Occasional observations during 2016 (March-June) suggest that A. dracula shows sleeping-perch fidelity and is active on the ground. A female was observed sleeping on the same leaf of Araceae for two consecutive nights. In the same field trip, we observed two females in clear and sunny days starting thermoregulatory behavior at 7 am, with slight head movements and small jumps between branches. As the sun rose, the females moved down to the ground. A male was observed foraging on leaf litter at noon. In addition, several specimens were collected in pitfall traps. Some individuals were observed on leaf litter during the day, with cryptic coloration (brown color), whereas at night, most specimens were greenish.

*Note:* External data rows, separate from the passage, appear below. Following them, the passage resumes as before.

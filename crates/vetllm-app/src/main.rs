//! VetLLM application binary - composition root.
//!
//! 1. Parse CLI args and load the JSON configuration
//! 2. Install tracing
//! 3. Build the shared prompt catalog
//! 4. Run the relay server, the terminal chat client, or write a config file

mod cli;
mod terminal;

use std::path::Path;
use std::sync::Arc;

use clap::Parser;
use tracing_subscriber::EnvFilter;

use vetllm_core::{Catalog, VetConfig};
use vetllm_flow::{ChatSession, FlowController, HttpRelayClient};
use vetllm_relay::{start_server, AppState};

use cli::{CliArgs, Command};

#[tokio::main]
async fn main() -> Result<(), Box<dyn std::error::Error>> {
    let args = CliArgs::parse();

    // Config is read before tracing so its log level can seed the filter.
    let config_file = args.resolve_config_path();
    let (mut config, load_error) = VetConfig::load_or_default(&config_file);

    // Tracing.
    let level = args.resolve_log_level(&config.log_level);
    tracing_subscriber::fmt()
        .with_env_filter(EnvFilter::try_from_default_env().unwrap_or_else(|_| EnvFilter::new(&level)))
        .init();

    tracing::info!("Starting VetLLM v{}", env!("CARGO_PKG_VERSION"));
    match load_error {
        None => tracing::info!(path = %config_file.display(), "Configuration loaded"),
        Some(e) => tracing::warn!(
            path = %config_file.display(),
            error = %e,
            api_base_url = %config.api_base_url,
            "Failed to load config, using fallback"
        ),
    }

    let catalog = Arc::new(Catalog::builtin());

    match args.command() {
        Command::Serve { port, public_dir } => {
            config.server.port = cli::resolve_port(port, config.server.port);
            if let Some(dir) = public_dir {
                config.server.public_dir = dir.to_string_lossy().to_string();
            }
            tracing::info!(
                api_base_url = %config.api_base_url,
                public_dir = %config.server.public_dir,
                "Relay configured"
            );

            let state = AppState::from_config(config, catalog)?;
            start_server(state).await?;
        }
        Command::Chat {
            relay_url,
            provider,
        } => {
            let relay_url = cli::resolve_relay_url(relay_url, &config.client.relay_url);
            let provider = provider.unwrap_or_else(|| config.client.provider.clone());
            tracing::info!(relay_url = %relay_url, provider = %provider, "Starting chat client");

            let transport = HttpRelayClient::new(&relay_url, config.request_timeout())?;
            let controller = FlowController::new(catalog, provider);
            let mut session = ChatSession::new(controller, Arc::new(transport));

            let stdin = tokio::io::BufReader::new(tokio::io::stdin());
            let mut stdout = std::io::stdout();
            terminal::run(&mut session, stdin, &mut stdout).await?;
        }
        Command::Init { force } => {
            write_default_config(&config_file, force)?;
        }
    }

    Ok(())
}

/// Write `VetConfig::default()` to `path`, refusing to overwrite unless forced.
fn write_default_config(path: &Path, force: bool) -> Result<(), Box<dyn std::error::Error>> {
    if path.exists() && !force {
        tracing::error!(path = %path.display(), "Config file exists, pass --force to overwrite");
        return Err(format!("{} already exists", path.display()).into());
    }
    VetConfig::default().save(path)?;
    Ok(())
}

Stomach contents revealed at least 10 prey items and three species of parasites. The most diverse prey was Coleoptera (4 spp.), followed by Hymenoptera (3 spp., including two Formicidae ), Arachnida (1 sp.), Diptera (1 sp.), and Lepidoptera (1 sp.). Ants ( Hymenoptera ) were the most frequent stomach content (44%), followed by Nematoda (21%), plant material (14%), and Coleoptera , Opiliones , Araneidae , and Diptera (21%).

Etymology.

The specific epithet dracula it is a noun in apposition that refers to the Dracula Reserve, located within the distribution of the new species and near its type locality. The Dracula Reserve is an initiative of the EcoMinga Foundation, sponsored by the Orchid Conservation Alliance, Rainforest Trust, University of Basel Botanical Garden, and their individual donors. The Reserve protects an area with a high diversity of orchids of the genus Dracula .

Phylogenetic relationships.

The Bayesian analysis estimated Anolis dracula to be sister to A. aequatorialis , with strong support (Figure 12). This relationship was expected, as these species are very similar in morphology and coloration (Figs 2-4). The above clade is sister to A. anoriensis , and within a strongly supported clade also containing A. gemmosus , A. otongae , A. poei , A. eulaemus , A. ventrimaculatus , A. peraccae , A. anchicayae , A. fasciatus , A. chloris , A. gorgonae , and A. festae , all representing an important radiation of the Dactyloa clade of Anolis along the western slopes of the Tropical Andes in northwestern South America (Figure 12).